Ну и что, убеждал я себя, шагая по Канал-стрит до метро, глубоко засунув руки в карманы, из подмышек несло потным школьным волнением. Ну не пройду я на этот курс ускоренной подготовки к колледжу – ну и что с того? А мне надо было сдать все хорошо, очень хорошо, попасть в первую тридцатку, чтоб вообще на что-то надеяться.
Гибрис: греческое слово, которое часто попадалось мне в тренировочных тестах, но в самом экзамене не встретилось ни разу. Я вместе с пятью тысячами абитуриентов бился типа за одно из трехсот мест, но если я пролетал, то не знал, что тогда будет, вряд ли я вынесу, если придется тащиться в Массачусетс и жить у этих Унгереров, про которых мне вечно зудел мистер Брайсгердл, у этого добренького директора и его “команды”, как их называл мистер Брайсгердл, мамаша и трое сыновей, которые представлялись мне верзилами-качками, улыбающейся во весь рот вереницей малолетних подонков, которые в старые дурные времена с жизнерадостной пунктуальностью избивали нас с Энди, заставляя жрать с пола комки пыли.
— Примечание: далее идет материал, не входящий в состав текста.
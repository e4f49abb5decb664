// serptrace-analytics/src/error.rs
// ============================================================================
// Module: Analytics Errors
// ============================================================================

//! Error types for the dataset exporter and report generator.

use thiserror::Error;

/// Errors from a single dataset export attempt.
///
/// The exporter ([`crate::exporter::export_datasets`]) catches this per
/// dataset type; it never propagates to the caller.
#[derive(Debug, Error)]
pub enum DatasetExportError {
    /// The storage backend failed to materialize or register the dataset.
    #[error("dataset export failed: {0}")]
    Storage(#[from] serptrace_core::StoreError),
}

/// Errors from report generation.
///
/// [`crate::report::generate_transparency_report`] catches this internally
/// and never fails the pipeline; it is exposed so callers (and tests) can
/// inspect why a report was skipped.
#[derive(Debug, Error)]
pub enum ReportError {
    /// Fetching metric records failed.
    #[error("report generation storage failure: {0}")]
    Storage(#[from] serptrace_core::StoreError),
    /// Writing the report file failed.
    #[error("report generation io failure: {0}")]
    Io(#[from] std::io::Error),
}
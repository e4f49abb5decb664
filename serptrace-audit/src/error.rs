// serptrace-audit/src/error.rs
// ============================================================================
// Module: Audit Sampler Errors
// ============================================================================

//! Error type surfaced by [`crate::sampler::draw_audit_sample`].

use thiserror::Error;

/// Errors returned by the audit sampler.
#[derive(Debug, Error)]
pub enum AuditError {
    /// A storage call failed while fetching annotated results or persisting
    /// samples.
    #[error("storage failure during audit sampling: {0}")]
    Storage(#[from] serptrace_core::StoreError),
}
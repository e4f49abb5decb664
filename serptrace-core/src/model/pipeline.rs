// serptrace-core/src/model/pipeline.rs
// ============================================================================
// Module: Pipeline Run & Stage Log Entities
// ============================================================================

//! Bookkeeping rows the pipeline runner writes to track its own execution:
//! one [`PipelineRun`] per trigger, and one [`PipelineStageLog`] per stage
//! within that run.

use chrono::DateTime;
use chrono::Utc;
use serde::Deserialize;
use serde::Serialize;
use serde_json::Value;

use crate::identifiers::RunId;
use crate::identifiers::StageLogId;

/// Lifecycle status shared by pipeline runs and stage logs.
#[derive(Debug, Clone, Copy, PartialEq, Eq, Serialize, Deserialize)]
#[serde(rename_all = "snake_case")]
pub enum RunStatus {
    /// Still executing.
    Running,
    /// Finished successfully.
    Completed,
    /// Finished with an unrecoverable error.
    Failed,
}

impl RunStatus {
    /// Returns the snake_case wire form.
    #[must_use]
    pub fn as_str(self) -> &'static str {
        match self {
            Self::Running => "running",
            Self::Completed => "completed",
            Self::Failed => "failed",
        }
    }

    /// Parses the snake_case wire form.
    #[must_use]
    pub fn parse(value: &str) -> Option<Self> {
        match value {
            "running" => Some(Self::Running),
            "completed" => Some(Self::Completed),
            "failed" => Some(Self::Failed),
            _ => None,
        }
    }
}

/// The three stages driven by the pipeline runner, in execution order.
#[derive(Debug, Clone, Copy, PartialEq, Eq, Serialize, Deserialize)]
#[serde(rename_all = "snake_case")]
pub enum PipelineStage {
    /// Multi-engine web-search collection + ingestion.
    Collector,
    /// LLM-based annotation of collected results.
    Annotation,
    /// Bias-metrics computation and dataset export.
    Metrics,
}

impl PipelineStage {
    /// Returns the snake_case wire form.
    #[must_use]
    pub fn as_str(self) -> &'static str {
        match self {
            Self::Collector => "collector",
            Self::Annotation => "annotation",
            Self::Metrics => "metrics",
        }
    }

    /// Parses the snake_case wire form.
    #[must_use]
    pub fn parse(value: &str) -> Option<Self> {
        match value {
            "collector" => Some(Self::Collector),
            "annotation" => Some(Self::Annotation),
            "metrics" => Some(Self::Metrics),
            _ => None,
        }
    }
}

/// A persisted pipeline run row.
#[derive(Debug, Clone, PartialEq, Serialize, Deserialize)]
pub struct PipelineRun {
    /// Primary key.
    pub id: RunId,
    /// Current lifecycle status.
    pub status: RunStatus,
    /// Instant the run started.
    pub started_at: DateTime<Utc>,
    /// Instant the run completed, when finished.
    pub completed_at: Option<DateTime<Utc>>,
    /// Error message, when `status == Failed`.
    pub error: Option<String>,
    /// Aggregated per-stage metadata (`{collector, annotation, metrics}`).
    pub metadata: Value,
    /// Row creation instant.
    pub created_at: DateTime<Utc>,
    /// Row last-update instant.
    pub updated_at: DateTime<Utc>,
}

/// A persisted pipeline stage log row. There is exactly one row per
/// `(run_id, stage)`; retries update the same row rather than inserting new
/// ones.
#[derive(Debug, Clone, PartialEq, Serialize, Deserialize)]
pub struct PipelineStageLog {
    /// Primary key.
    pub id: StageLogId,
    /// Owning pipeline run.
    pub run_id: RunId,
    /// Which stage this log tracks.
    pub stage: PipelineStage,
    /// Current lifecycle status.
    pub status: RunStatus,
    /// Number of attempts made so far (starts at 0 before the first attempt).
    pub attempts: u32,
    /// Instant the stage first started (stable across retries).
    pub started_at: DateTime<Utc>,
    /// Instant the stage completed, when finished.
    pub completed_at: Option<DateTime<Utc>>,
    /// Error message from the most recent failed attempt.
    pub error: Option<String>,
    /// Stage-specific result metadata.
    pub metadata: Value,
    /// Row creation instant.
    pub created_at: DateTime<Utc>,
    /// Row last-update instant.
    pub updated_at: DateTime<Utc>,
}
Но если я завалю экзамены (или, точнее, не сдам их настолько хорошо, чтобы попасть на этот курс), что же мне тогда придумать, чтобы остаться в Нью-Йорке? Надо было, конечно, ставить перед собой более реалистичную задачу, нацелиться на какую-нибудь пристойную школу, куда у меня по крайней мере был бы шанс поступить. Но мистер Брайсгердл так вцепился в идею про школу-пансион, в свежий воздух и цвета осени, в звездное небо и радости сельской жизни (“Стейвесант. Ну зачем тебе торчать здесь и поступать в Стейвесант, когда можно сбежать из Нью-Йорка? Размять ноги, дышать полной грудью! Жить в семейной обстановке!”), что я вообще старался держаться от школ подальше, даже от самых лучших.